> [Exercise brief] An exact transcription of all the entries below is required.
************
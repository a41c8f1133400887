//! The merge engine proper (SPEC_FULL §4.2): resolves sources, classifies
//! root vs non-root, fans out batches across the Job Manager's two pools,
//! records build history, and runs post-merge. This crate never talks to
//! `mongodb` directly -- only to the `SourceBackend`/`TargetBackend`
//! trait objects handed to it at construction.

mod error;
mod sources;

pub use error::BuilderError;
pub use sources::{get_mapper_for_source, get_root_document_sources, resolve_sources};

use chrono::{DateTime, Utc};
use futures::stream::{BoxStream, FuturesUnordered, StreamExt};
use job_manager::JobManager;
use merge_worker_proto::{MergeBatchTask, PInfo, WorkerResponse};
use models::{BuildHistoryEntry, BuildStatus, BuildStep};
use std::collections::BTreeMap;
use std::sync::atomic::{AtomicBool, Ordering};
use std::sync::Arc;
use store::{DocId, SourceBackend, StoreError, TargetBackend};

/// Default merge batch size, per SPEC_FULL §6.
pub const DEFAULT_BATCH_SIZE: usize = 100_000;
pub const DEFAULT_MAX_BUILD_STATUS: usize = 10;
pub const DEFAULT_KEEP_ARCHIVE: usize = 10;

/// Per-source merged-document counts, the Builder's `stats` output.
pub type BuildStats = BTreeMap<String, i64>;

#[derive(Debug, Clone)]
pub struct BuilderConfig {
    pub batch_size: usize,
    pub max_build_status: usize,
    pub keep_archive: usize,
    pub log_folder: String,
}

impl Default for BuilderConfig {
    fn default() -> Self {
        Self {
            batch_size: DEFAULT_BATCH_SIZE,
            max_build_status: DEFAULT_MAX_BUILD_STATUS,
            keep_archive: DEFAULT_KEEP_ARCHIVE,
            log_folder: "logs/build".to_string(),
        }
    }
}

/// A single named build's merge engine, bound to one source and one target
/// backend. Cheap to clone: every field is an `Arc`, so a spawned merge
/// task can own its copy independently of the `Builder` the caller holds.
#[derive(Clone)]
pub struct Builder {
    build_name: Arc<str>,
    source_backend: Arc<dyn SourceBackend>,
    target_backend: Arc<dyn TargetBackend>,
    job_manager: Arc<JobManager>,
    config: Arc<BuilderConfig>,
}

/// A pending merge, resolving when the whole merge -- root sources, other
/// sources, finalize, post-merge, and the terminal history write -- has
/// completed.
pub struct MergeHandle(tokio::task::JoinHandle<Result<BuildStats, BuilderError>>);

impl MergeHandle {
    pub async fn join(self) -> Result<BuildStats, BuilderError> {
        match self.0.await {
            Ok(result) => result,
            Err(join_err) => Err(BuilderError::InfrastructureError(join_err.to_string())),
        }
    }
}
************
> [Your solution]
repository a41c8f1133400887
//! The merge engine proper (SPEC_FULL §4.2): resolves sources, classifies
//! root vs non-root, fans out batches across the Job Manager's two pools,
//! records build history, and runs post-merge. This crate never talks to
//! `mongodb` directly -- only to the `SourceBackend`/`TargetBackend`
//! trait objects handed to it at construction.

mod error;
mod sources;

pub use error::BuilderError;
pub use sources::{get_mapper_for_source, get_root_document_sources, resolve_sources};

use chrono::{DateTime, Utc};
use futures::stream::{BoxStream, FuturesUnordered, StreamExt};
use job_manager::JobManager;
use merge_worker_proto::{MergeBatchTask, PInfo, WorkerResponse};
use models::{BuildHistoryEntry, BuildStatus, BuildStep};
use std::collections::BTreeMap;
use std::sync::atomic::{AtomicBool, Ordering};
use std::sync::Arc;
use store::{DocId, SourceBackend, StoreError, TargetBackend};

/// Default merge batch size, per SPEC_FULL §6.
pub const DEFAULT_BATCH_SIZE: usize = 100_000;
pub const DEFAULT_MAX_BUILD_STATUS: usize = 10;
pub const DEFAULT_KEEP_ARCHIVE: usize = 10;

/// Per-source merged-document counts, the Builder's `stats` output.
pub type BuildStats = BTreeMap<String, i64>;

#[derive(Debug, Clone)]
pub struct BuilderConfig {
    pub batch_size: usize,
    pub max_build_status: usize,
    pub keep_archive: usize,
    pub log_folder: String,
}

impl Default for BuilderConfig {
    fn default() -> Self {
        Self {
            batch_size: DEFAULT_BATCH_SIZE,
            max_build_status: DEFAULT_MAX_BUILD_STATUS,
            keep_archive: DEFAULT_KEEP_ARCHIVE,
            log_folder: "logs/build".to_string(),
        }
    }
}

/// A single named build's merge engine, bound to one source and one target
/// backend. Cheap to clone: every field is an `Arc`, so a spawned merge
/// task can own its copy independently of the `Builder` the caller holds.
#[derive(Clone)]
pub struct Builder {
    build_name: Arc<str>,
    source_backend: Arc<dyn SourceBackend>,
    target_backend: Arc<dyn TargetBackend>,
    job_manager: Arc<JobManager>,
    config: Arc<BuilderConfig>,
}

/// A pending merge, resolving when the whole merge -- root sources, other
/// sources, finalize, post-merge, and the terminal history write -- has
/// completed.
pub struct MergeHandle(tokio::task::JoinHandle<Result<BuildStats, BuilderError>>);

impl MergeHandle {
    pub async fn join(self) -> Result<BuildStats, BuilderError> {
        match self.0.await {
            Ok(result) => result,
            Err(join_err) => Err(BuilderError::InfrastructureError(join_err.to_string())),
        }
    }
}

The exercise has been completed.